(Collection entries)
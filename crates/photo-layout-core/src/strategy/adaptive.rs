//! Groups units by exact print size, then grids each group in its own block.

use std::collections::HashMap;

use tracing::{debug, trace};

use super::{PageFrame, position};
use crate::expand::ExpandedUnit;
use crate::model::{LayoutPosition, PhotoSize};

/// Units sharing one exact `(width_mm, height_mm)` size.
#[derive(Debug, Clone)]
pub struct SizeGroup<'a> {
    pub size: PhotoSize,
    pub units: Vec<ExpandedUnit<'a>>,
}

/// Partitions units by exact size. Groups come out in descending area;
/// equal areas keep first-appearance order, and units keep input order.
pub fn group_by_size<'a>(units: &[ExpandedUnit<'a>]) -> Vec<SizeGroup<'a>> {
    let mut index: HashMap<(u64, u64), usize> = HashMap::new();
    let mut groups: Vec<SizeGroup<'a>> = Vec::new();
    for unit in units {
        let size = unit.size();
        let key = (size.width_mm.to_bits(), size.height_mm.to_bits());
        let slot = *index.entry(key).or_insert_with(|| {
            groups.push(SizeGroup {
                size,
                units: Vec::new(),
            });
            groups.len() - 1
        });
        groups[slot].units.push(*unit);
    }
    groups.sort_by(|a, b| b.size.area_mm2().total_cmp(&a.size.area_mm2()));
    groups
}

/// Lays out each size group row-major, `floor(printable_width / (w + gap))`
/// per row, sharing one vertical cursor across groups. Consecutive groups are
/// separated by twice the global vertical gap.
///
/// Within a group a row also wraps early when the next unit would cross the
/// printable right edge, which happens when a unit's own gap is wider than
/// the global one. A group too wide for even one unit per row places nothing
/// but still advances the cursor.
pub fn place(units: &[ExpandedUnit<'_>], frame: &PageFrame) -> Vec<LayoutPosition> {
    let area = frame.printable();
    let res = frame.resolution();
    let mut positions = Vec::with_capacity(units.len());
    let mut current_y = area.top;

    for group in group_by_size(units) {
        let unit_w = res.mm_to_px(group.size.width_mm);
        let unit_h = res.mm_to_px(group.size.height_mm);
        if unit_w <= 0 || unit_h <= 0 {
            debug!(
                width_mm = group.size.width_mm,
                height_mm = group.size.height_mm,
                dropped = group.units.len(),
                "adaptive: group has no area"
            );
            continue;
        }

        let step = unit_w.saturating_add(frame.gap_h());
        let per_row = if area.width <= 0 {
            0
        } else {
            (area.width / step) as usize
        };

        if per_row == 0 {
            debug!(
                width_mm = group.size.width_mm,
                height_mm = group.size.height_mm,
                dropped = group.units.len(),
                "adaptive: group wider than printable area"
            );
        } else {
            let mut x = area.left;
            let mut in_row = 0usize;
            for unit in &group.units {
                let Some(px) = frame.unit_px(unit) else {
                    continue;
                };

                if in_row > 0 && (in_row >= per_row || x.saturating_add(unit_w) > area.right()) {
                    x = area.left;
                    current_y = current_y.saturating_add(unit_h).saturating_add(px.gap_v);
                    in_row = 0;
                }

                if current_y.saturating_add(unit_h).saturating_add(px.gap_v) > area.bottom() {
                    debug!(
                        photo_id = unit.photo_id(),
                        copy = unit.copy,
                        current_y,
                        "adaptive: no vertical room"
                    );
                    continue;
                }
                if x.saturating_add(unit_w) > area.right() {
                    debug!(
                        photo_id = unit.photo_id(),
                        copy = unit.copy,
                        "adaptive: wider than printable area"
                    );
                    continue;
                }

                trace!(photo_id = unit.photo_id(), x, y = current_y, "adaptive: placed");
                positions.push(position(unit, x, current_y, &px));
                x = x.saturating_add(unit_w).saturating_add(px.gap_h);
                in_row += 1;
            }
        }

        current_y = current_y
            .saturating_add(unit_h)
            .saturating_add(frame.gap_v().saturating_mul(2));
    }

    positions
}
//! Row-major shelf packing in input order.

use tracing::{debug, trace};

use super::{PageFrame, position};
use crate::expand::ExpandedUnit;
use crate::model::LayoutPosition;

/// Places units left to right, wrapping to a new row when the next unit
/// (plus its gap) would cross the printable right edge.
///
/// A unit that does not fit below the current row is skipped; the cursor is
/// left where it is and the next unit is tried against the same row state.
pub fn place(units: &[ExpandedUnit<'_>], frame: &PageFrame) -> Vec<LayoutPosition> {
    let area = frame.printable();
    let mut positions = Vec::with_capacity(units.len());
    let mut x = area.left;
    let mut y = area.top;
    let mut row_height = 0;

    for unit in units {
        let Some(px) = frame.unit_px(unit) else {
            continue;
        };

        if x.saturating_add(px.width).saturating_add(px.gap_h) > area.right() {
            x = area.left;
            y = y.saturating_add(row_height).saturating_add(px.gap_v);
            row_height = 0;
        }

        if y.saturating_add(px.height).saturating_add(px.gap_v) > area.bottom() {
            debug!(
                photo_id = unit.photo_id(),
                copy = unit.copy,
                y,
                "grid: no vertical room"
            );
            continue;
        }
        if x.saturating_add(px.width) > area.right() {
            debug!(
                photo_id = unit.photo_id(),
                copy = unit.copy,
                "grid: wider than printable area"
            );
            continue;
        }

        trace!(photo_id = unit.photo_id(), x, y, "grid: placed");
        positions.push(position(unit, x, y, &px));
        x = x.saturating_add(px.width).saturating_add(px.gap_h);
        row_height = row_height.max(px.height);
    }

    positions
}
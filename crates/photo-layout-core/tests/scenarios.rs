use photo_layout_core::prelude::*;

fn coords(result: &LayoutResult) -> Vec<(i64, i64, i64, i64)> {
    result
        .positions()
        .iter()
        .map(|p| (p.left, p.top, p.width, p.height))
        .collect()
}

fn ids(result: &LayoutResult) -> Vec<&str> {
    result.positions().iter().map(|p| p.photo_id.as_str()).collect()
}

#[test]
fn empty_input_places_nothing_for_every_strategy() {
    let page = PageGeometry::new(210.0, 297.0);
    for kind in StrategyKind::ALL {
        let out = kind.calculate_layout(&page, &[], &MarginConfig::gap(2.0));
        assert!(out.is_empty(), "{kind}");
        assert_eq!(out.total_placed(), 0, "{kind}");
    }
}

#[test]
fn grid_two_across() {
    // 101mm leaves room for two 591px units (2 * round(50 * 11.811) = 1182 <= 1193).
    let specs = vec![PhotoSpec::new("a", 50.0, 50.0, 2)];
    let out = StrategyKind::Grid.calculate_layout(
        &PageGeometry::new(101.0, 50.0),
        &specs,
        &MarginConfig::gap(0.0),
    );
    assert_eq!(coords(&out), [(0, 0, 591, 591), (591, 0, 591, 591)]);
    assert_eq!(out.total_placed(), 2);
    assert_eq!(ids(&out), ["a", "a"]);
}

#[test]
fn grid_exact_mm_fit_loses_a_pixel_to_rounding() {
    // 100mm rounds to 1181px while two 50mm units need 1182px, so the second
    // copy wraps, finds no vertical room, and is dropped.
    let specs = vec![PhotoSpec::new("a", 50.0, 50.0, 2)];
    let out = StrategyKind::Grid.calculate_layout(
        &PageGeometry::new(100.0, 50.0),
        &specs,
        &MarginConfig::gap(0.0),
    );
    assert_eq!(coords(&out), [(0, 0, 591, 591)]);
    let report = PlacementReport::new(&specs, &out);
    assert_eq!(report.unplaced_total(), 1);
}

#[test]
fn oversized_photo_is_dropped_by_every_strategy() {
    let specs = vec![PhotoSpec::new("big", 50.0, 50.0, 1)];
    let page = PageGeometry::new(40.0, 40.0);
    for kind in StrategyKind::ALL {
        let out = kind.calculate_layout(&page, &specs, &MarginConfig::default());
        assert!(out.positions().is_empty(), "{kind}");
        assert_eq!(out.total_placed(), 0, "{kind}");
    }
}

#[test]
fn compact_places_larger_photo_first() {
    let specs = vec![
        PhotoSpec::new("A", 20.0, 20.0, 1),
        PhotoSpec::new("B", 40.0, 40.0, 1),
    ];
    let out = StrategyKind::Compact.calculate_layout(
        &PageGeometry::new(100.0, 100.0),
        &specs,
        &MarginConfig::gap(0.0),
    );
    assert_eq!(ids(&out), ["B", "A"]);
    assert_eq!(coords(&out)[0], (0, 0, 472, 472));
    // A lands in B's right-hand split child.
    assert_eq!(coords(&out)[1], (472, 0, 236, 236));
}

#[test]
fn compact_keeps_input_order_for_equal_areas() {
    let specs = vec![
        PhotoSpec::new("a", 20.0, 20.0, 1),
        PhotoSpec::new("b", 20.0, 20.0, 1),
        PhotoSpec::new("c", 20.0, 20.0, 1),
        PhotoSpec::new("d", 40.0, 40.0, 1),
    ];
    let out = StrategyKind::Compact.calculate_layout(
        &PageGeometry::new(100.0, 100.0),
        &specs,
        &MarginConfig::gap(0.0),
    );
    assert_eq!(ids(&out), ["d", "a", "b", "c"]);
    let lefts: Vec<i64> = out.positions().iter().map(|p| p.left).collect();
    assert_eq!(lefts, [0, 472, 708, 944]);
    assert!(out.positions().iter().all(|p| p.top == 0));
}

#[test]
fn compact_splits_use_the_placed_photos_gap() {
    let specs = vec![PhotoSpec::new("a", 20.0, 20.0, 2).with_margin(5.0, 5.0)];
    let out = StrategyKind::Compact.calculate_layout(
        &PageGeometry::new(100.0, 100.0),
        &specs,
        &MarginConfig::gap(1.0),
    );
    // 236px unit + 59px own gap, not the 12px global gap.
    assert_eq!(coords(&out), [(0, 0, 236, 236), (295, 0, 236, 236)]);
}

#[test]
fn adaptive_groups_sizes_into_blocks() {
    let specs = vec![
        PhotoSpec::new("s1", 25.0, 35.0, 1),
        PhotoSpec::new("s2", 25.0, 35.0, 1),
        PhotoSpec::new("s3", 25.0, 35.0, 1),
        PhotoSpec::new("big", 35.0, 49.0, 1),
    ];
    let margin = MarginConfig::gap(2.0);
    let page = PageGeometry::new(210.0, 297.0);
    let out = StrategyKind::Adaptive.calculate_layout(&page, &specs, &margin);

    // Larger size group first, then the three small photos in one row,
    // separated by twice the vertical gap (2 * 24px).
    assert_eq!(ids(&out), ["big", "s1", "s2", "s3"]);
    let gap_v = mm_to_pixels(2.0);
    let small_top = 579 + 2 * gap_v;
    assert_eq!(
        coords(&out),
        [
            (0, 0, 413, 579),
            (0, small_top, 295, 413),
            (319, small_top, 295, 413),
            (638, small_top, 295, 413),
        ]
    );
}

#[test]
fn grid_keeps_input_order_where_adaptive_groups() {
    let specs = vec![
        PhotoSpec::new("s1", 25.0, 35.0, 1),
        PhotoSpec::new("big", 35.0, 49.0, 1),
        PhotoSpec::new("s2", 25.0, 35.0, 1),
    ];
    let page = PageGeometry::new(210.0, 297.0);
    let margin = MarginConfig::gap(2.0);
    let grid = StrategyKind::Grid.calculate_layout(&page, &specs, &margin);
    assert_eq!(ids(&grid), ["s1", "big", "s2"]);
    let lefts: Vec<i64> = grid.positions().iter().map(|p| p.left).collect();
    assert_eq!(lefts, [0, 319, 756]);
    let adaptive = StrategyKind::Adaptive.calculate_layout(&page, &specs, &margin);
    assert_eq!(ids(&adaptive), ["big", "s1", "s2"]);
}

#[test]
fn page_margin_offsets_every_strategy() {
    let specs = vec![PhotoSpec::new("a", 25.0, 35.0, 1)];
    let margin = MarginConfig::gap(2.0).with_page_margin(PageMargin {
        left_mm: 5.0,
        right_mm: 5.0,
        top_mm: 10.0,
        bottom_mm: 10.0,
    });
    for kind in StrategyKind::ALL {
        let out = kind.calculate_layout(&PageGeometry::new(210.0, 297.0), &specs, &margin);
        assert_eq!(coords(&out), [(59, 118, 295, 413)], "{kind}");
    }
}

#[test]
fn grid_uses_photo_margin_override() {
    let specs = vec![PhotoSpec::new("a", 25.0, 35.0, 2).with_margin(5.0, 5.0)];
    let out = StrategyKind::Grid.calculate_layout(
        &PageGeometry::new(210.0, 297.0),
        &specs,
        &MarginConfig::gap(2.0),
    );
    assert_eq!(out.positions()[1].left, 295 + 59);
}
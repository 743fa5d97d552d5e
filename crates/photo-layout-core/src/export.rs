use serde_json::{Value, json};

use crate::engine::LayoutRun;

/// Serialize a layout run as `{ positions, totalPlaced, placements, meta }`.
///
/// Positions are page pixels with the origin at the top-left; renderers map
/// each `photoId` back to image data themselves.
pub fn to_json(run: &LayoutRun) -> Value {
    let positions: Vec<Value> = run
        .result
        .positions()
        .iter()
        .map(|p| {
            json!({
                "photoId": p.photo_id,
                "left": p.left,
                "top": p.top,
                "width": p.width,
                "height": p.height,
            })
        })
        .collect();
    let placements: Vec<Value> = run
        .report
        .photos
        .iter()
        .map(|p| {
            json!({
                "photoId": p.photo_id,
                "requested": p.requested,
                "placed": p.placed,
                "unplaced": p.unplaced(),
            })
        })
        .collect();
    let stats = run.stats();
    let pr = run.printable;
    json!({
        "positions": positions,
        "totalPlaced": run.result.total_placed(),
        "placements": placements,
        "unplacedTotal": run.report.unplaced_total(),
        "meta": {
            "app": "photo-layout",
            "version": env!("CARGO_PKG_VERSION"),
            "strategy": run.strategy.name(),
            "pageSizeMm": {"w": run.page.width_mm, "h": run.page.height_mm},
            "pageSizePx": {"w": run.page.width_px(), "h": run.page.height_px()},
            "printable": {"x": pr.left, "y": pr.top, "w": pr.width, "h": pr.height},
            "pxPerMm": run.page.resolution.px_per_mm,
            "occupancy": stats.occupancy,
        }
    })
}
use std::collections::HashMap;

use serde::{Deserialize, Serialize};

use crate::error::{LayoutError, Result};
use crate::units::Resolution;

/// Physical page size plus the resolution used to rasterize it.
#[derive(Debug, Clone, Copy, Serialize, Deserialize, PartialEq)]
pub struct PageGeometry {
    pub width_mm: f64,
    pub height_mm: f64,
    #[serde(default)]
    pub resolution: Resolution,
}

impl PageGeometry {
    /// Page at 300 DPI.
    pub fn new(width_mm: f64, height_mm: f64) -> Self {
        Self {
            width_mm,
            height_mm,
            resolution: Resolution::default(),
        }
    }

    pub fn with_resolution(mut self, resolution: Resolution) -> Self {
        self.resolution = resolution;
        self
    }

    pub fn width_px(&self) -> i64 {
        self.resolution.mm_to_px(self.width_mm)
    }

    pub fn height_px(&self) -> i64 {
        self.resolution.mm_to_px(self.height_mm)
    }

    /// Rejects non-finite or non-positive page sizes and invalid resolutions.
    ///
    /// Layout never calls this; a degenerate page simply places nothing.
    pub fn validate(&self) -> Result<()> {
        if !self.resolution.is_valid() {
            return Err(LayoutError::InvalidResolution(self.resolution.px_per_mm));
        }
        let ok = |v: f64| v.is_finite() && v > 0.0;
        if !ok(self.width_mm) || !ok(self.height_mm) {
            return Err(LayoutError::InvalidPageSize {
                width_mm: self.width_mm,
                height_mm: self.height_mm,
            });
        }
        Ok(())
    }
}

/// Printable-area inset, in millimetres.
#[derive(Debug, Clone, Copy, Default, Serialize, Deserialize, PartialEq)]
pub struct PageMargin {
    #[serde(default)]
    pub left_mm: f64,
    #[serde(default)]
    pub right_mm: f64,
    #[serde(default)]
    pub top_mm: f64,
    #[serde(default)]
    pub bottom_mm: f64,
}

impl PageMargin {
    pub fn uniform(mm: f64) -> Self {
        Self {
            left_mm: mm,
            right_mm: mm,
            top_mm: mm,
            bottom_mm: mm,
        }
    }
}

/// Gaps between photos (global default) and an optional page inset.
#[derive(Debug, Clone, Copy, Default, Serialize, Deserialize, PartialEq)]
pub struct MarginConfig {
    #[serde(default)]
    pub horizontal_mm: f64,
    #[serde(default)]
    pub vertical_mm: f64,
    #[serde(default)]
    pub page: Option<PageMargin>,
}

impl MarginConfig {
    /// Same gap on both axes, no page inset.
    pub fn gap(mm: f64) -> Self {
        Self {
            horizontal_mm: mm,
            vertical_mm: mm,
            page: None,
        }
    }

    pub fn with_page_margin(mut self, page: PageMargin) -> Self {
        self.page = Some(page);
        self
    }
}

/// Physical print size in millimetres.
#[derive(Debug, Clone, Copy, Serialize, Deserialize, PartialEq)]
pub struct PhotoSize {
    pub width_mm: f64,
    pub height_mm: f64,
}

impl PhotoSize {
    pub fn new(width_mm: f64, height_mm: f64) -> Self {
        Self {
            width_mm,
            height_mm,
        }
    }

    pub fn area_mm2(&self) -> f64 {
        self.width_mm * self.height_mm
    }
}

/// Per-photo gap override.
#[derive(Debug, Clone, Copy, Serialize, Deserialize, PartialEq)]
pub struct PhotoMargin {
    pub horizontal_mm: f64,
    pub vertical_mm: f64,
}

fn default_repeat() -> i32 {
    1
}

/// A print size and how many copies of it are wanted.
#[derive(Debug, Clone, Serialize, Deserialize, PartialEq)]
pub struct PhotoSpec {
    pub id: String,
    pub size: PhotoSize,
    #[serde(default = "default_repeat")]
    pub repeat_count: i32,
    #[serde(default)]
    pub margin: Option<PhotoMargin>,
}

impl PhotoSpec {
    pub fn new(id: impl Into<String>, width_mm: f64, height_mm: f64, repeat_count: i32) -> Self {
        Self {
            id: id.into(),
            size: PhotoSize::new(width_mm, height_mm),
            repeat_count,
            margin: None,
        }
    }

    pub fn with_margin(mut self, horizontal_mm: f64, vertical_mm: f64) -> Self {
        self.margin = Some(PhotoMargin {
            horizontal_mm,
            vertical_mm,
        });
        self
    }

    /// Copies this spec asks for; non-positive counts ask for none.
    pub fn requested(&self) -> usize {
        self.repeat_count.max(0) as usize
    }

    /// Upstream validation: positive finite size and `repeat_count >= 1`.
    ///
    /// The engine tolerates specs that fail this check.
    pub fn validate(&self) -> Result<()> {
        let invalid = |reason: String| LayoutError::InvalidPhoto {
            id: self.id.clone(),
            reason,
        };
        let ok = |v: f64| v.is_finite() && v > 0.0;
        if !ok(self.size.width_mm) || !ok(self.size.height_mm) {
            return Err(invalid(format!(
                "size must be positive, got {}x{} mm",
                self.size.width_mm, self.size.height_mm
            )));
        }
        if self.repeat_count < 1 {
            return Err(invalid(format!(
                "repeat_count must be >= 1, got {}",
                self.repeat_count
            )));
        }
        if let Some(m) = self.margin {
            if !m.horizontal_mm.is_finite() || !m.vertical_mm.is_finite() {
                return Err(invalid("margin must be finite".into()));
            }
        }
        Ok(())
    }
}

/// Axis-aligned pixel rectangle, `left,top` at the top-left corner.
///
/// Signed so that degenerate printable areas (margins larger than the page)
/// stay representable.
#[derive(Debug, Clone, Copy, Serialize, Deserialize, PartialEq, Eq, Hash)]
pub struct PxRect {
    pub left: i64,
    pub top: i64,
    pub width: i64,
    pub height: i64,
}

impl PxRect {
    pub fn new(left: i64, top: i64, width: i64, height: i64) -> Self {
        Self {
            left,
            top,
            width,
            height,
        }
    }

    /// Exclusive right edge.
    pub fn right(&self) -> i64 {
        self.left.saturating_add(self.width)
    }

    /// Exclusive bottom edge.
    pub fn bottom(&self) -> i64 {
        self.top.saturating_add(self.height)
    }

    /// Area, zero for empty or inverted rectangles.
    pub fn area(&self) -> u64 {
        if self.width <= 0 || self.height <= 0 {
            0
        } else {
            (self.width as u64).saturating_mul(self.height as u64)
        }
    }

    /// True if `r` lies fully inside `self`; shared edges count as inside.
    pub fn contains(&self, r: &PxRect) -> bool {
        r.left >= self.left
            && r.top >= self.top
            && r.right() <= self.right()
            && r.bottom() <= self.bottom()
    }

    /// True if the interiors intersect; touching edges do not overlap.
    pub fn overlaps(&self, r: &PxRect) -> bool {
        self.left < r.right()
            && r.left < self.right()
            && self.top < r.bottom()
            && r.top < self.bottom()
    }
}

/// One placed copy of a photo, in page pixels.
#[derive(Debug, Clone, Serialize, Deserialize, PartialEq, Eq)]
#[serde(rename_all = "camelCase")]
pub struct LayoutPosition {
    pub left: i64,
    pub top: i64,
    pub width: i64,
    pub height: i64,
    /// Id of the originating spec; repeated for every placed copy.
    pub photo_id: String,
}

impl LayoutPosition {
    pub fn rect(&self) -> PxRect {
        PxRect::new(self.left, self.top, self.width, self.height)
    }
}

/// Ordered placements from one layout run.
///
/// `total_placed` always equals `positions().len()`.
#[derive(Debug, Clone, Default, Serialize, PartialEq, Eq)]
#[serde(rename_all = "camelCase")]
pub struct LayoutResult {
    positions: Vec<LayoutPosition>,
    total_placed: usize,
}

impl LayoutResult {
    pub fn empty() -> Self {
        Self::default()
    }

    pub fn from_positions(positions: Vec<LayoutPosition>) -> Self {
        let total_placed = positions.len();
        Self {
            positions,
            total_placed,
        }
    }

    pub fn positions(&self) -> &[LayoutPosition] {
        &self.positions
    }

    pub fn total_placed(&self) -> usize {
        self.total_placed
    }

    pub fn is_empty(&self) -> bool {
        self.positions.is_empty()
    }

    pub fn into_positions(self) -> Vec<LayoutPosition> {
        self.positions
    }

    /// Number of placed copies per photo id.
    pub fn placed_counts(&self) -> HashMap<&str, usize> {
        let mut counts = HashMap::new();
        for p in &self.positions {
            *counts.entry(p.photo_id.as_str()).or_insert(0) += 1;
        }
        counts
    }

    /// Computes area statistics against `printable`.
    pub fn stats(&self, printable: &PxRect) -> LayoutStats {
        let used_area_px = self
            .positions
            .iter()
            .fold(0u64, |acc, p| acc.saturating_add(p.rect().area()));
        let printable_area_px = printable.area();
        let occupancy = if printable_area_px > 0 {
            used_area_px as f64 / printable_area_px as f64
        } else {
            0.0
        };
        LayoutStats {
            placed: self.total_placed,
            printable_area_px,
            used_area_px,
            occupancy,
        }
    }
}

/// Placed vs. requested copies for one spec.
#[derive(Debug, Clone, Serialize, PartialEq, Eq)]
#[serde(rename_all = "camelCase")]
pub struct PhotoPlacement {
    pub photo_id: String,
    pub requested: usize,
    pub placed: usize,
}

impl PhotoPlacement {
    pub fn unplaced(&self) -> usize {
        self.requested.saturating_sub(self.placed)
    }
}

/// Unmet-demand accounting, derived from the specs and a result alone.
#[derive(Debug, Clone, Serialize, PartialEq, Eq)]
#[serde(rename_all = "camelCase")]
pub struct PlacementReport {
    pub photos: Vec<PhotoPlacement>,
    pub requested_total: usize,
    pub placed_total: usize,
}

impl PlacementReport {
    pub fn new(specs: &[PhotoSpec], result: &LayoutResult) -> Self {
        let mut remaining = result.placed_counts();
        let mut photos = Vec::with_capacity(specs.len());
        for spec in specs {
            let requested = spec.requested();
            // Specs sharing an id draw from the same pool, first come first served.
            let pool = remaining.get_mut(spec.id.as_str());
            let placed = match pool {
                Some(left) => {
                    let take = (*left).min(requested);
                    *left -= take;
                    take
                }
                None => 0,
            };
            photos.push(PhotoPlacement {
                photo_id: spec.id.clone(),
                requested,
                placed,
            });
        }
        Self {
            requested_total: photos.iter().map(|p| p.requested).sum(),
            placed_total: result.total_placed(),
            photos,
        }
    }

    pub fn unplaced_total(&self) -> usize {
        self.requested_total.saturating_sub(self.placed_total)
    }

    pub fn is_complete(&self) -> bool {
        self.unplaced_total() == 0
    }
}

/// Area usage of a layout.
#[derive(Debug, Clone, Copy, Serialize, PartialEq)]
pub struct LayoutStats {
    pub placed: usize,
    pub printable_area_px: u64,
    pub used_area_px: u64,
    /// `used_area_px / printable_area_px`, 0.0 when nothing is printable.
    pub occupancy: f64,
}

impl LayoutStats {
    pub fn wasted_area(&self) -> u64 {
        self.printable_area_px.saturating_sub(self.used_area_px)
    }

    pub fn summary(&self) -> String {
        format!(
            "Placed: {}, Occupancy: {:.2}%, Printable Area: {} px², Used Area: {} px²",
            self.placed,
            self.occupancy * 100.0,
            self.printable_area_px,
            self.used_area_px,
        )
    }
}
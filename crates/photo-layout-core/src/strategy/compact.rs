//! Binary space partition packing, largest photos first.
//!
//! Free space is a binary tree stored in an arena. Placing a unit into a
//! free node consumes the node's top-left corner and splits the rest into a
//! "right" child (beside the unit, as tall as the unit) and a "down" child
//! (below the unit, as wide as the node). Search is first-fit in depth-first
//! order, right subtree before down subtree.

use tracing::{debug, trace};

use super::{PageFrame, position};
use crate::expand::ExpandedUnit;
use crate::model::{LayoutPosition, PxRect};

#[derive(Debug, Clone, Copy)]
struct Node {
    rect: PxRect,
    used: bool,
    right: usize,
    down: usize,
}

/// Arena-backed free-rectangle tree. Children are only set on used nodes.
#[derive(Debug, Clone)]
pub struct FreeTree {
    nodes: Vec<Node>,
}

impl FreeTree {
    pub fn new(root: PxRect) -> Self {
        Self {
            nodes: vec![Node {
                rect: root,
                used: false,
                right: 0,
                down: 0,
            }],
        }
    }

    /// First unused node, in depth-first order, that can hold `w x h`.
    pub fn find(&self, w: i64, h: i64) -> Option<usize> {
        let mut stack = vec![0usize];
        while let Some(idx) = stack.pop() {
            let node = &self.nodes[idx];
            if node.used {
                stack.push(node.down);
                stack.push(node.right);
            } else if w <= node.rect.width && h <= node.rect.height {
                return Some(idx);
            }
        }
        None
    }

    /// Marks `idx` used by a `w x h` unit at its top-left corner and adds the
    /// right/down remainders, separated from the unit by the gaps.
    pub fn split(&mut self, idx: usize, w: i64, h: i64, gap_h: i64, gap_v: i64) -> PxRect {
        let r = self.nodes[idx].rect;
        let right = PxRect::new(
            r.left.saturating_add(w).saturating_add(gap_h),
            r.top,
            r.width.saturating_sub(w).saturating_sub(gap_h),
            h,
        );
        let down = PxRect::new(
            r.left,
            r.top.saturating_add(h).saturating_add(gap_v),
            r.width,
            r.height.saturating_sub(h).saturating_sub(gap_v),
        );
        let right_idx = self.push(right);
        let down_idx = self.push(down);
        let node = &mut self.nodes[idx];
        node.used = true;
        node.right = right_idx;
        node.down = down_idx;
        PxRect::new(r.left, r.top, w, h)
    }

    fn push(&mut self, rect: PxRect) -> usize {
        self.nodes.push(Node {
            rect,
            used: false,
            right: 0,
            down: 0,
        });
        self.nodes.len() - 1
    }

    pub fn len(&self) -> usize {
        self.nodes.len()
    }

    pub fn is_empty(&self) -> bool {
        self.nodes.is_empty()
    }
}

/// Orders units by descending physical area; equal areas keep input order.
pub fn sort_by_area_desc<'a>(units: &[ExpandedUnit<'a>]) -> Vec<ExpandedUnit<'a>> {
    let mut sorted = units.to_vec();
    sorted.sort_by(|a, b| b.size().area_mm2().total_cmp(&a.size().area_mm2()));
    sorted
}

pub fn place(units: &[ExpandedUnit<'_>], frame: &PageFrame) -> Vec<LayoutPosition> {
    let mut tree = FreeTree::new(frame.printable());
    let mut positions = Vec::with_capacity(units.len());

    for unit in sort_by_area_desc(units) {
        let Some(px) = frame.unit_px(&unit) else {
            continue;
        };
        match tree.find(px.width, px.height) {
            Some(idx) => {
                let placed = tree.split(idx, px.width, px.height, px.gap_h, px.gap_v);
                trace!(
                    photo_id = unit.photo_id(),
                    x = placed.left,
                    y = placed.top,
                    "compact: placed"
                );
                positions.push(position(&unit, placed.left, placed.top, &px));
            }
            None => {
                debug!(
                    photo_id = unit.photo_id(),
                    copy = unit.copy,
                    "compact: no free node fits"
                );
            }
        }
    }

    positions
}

» **TASK**
From the records above, report the count of lines containing "LayoutStats" and nothing more.

» **RESPONSE BELOW**
4